Adds Peter Jay Sharp Chief Curator Xavier F. Salomon, “The Frick and the Schers have enjoyed a lengthy and rewarding relationship. Stephen Scher organized the landmark exhibitions The Currency of Fame (The Frick Collection and the National Gallery of Art, 1994) and The Proud Republic: Dutch Medals of the Golden Age (The Frick Collection, 1997). A world-renowned scholar, Dr. Scher has the ability to instill in new audiences an enthusiasm and appreciation for these remarkable objects. He brings to life these masterpieces of small-scale sculpture, compellingly conveying the circumstances of their creation and their historic significance today. The Frick has enjoyed hosting Dr.  Scher as an educator on many occasions, from large public lectures to intimate scholarly seminars and school groups, and we look forward to developing programs with him in conjunction with the upcoming exhibition.”

A Collection that Resonates with the Whole

Henry Clay Frick most often acquired works individually, but occasionally he purchased groups of objects from significant collections. For example, in 1915, he acquired Limoges enamels and Renaissance bronzes from the estate of J. P. Morgan. In recent years, the institution has accepted important collections that amplify specific areas of its holdings, such as Winthrop Kellogg Edey’s bequest of clocks and timepieces (1999) and Henry

Arnhold’s promised gift of Meissen porcelain (2008). The Stephen K. and Janie Woo Scher Collection does something very special for the Frick.  Given its sweeping scope across historical periods and the wide range of its subject matter, it will resonate with almost every work in the Frick’s permanent holdings. As such the Scher medals will enrich the experience of the museum’s viewing audience and stimulate scholarship on existing holdings in previously unanticipated ways.

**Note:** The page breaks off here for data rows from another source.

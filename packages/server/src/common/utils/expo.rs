use anyhow::Result;
use async_trait::async_trait;
use reqwest::Client;
use serde::{Deserialize, Serialize};
use tracing::{error, info};

use crate::kernel::{BasePushNotificationService, DeliveryReport, NotificationData, PushMessage};

const EXPO_PUSH_URL: &str = "https://exp.host/--/api/v2/push/send";

/// Expo Push Notification Client
/// Sends dispatch offers to partner apps
pub struct ExpoClient {
    client: Client,
    access_token: Option<String>,
    push_url: String,
}

#[derive(Debug, Serialize)]
struct ExpoMessage<'a> {
    to: &'a str,
    title: &'a str,
    body: &'a str,
    data: &'a NotificationData,
    sound: &'static str,
    priority: &'static str,
}

impl<'a> From<&'a PushMessage> for ExpoMessage<'a> {
    fn from(message: &'a PushMessage) -> Self {
        Self {
            to: &message.to,
            title: &message.title,
            body: &message.body,
            data: &message.data,
            sound: "default",
            priority: "high",
        }
    }
}

#[derive(Debug, Deserialize)]
struct ExpoResponse {
    data: Vec<ExpoTicket>,
}

#[derive(Debug, Deserialize)]
struct ExpoTicket {
    status: String,
    #[allow(dead_code)]
    id: Option<String>,
    message: Option<String>,
}

impl ExpoClient {
    pub fn new(access_token: Option<String>) -> Self {
        Self {
            client: Client::new(),
            access_token,
            push_url: EXPO_PUSH_URL.to_string(),
        }
    }

    /// Point the client at a different push endpoint (self-hosted relay, tests)
    pub fn with_push_url(mut self, push_url: impl Into<String>) -> Self {
        self.push_url = push_url.into();
        self
    }

    async fn post<T: Serialize + ?Sized>(&self, body: &T) -> Result<ExpoResponse> {
        let mut request = self.client.post(&self.push_url).json(body);

        // Access token raises rate limits
        if let Some(token) = &self.access_token {
            request = request.header("Authorization", format!("Bearer {}", token));
        }

        let response = request.send().await?;

        if !response.status().is_success() {
            let status = response.status();
            let body = response.text().await?;
            error!("Expo push failed {}: {}", status, body);
            anyhow::bail!("Expo push API error {}: {}", status, body);
        }

        Ok(response.json().await?)
    }
}

/// Pair tickets with the messages they answer; Expo returns them in request order.
fn reports_from_tickets(messages: &[PushMessage], tickets: Vec<ExpoTicket>) -> Vec<DeliveryReport> {
    let mut tickets = tickets.into_iter();
    messages
        .iter()
        .map(|message| match tickets.next() {
            Some(ticket) if ticket.status == "ok" => DeliveryReport::delivered(&message.to),
            Some(ticket) => DeliveryReport::failed(
                &message.to,
                ticket
                    .message
                    .unwrap_or_else(|| format!("ticket status {}", ticket.status)),
            ),
            None => DeliveryReport::failed(&message.to, "no ticket returned"),
        })
        .collect()
}

#[async_trait]
impl BasePushNotificationService for ExpoClient {
    async fn send_notification(&self, message: &PushMessage) -> Result<()> {
        info!("Sending Expo push notification to: {}", message.to);

        // Sent as a one-element batch so the response is always a ticket list
        let expo_response = self.post(&[ExpoMessage::from(message)]).await?;

        for ticket in &expo_response.data {
            if ticket.status == "error" {
                error!("Expo ticket error: {:?}", ticket);
                anyhow::bail!("Expo ticket error: {:?}", ticket);
            }
        }

        info!("Expo notification sent successfully");
        Ok(())
    }

    async fn send_batch(&self, messages: &[PushMessage]) -> Result<Vec<DeliveryReport>> {
        if messages.is_empty() {
            return Ok(Vec::new());
        }

        let payload: Vec<ExpoMessage<'_>> = messages.iter().map(ExpoMessage::from).collect();

        info!("Sending batch of {} Expo push notifications", payload.len());

        let expo_response = self.post(&payload).await?;
        let reports = reports_from_tickets(messages, expo_response.data);

        let failed = reports.iter().filter(|r| !r.delivered).count();
        if failed > 0 {
            error!("{} out of {} notifications failed", failed, reports.len());
        } else {
            info!("All {} notifications sent successfully", reports.len());
        }

        Ok(reports)
    }
}

#[cfg(test)]
mod tests {
    use super::*;

    fn message(token: &str) -> PushMessage {
        PushMessage {
            to: token.to_string(),
            title: "New ride request".to_string(),
            body: "Pickup 2.0 km away".to_string(),
            data: NotificationData::new(),
        }
    }

    #[test]
    fn test_expo_client_creation() {
        let client = ExpoClient::new(None);
        assert!(client.access_token.is_none());
        assert_eq!(client.push_url, EXPO_PUSH_URL);

        let client = ExpoClient::new(Some("test-token".to_string())).with_push_url("http://relay");
        assert!(client.access_token.is_some());
        assert_eq!(client.push_url, "http://relay");
    }

    #[test]
    fn test_tickets_map_to_reports_in_order() {
        let messages = vec![message("a"), message("b"), message("c")];
        let tickets = vec![
            ExpoTicket {
                status: "ok".to_string(),
                id: Some("1".to_string()),
                message: None,
            },
            ExpoTicket {
                status: "error".to_string(),
                id: None,
                message: Some("DeviceNotRegistered".to_string()),
            },
        ];

        let reports = reports_from_tickets(&messages, tickets);

        assert_eq!(reports.len(), 3);
        assert!(reports[0].delivered);
        assert!(!reports[1].delivered);
        assert_eq!(reports[1].error.as_deref(), Some("DeviceNotRegistered"));
        assert_eq!(reports[2].to, "c");
        assert!(!reports[2].delivered);
    }

    #[test]
    fn test_payload_is_flat_string_map() {
        let mut msg = message("ExponentPushToken[x]");
        msg.data.insert("distance".to_string(), "2.5".to_string());

        let json = serde_json::to_value(ExpoMessage::from(&msg)).unwrap();
        assert_eq!(json["data"]["distance"], "2.5");
        assert_eq!(json["to"], "ExponentPushToken[x]");
    }
}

For example, Italian Renaissance medals by Pisanello, Bertoldo, and Antico directly relate to the Frick’s important works by these artists. German and English medals will provide an artistic context for Holbein’s paintings of Thomas More and Thomas Cromwell, as well as for the Frick’s small, superb collection of German drawings and Dürer prints. Seventeenth-century Netherlandish medals will add a much needed sculptural component to the Frick’s exceptional collection of seventeenth-century Dutch and Flemish paintings and bronze masterpieces such as the bust of the Duke of Alba by Jonghelinck. Medals by Pilon and Dupré will enhance the Frick’s strong collection of French Renaissance and Baroque objects represented by the Limoges collection, French clocks, and seventeenth-century French sculpture.

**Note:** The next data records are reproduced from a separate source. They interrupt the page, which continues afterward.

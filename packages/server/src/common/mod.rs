// Common types and utilities shared across the application

pub mod entity_ids;
pub mod id;
pub mod types;
pub mod utils;

pub use entity_ids::*;
pub use id::Id;
pub use types::*;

Medals will also make a significant contribution to portraiture, one of Henry Clay Frick’s primary collecting interests and the genre most closely identified with the Frick. For example, isolated masterpieces such as Bronzino’s portrait of Ludovico Capponi will be enriched with the addition of Italian mannerist medals by Abondio and the Leoni. Seventeenth-century Netherlandish silver medals vividly commemorate the political achievements and economic power that generated the flowering of the Golden Age of Dutch painting represented at the Frick by the portraits of Rembrandt and Hals. Finally, nineteenth-century French portraits, such as David’s Comtesse Daru and the bust of Etienne Vincent-Marniola by Chinard, will offer important points of connection to the revival of the medallic arts during the Napoleonic era.

Adds Director Ian Wardropper, “Although Henry Clay Frick did not collect medals, the beauty, artistry, and historical importance of the works in the Scher collection are in complete harmony with the founder’s collecting ethos.”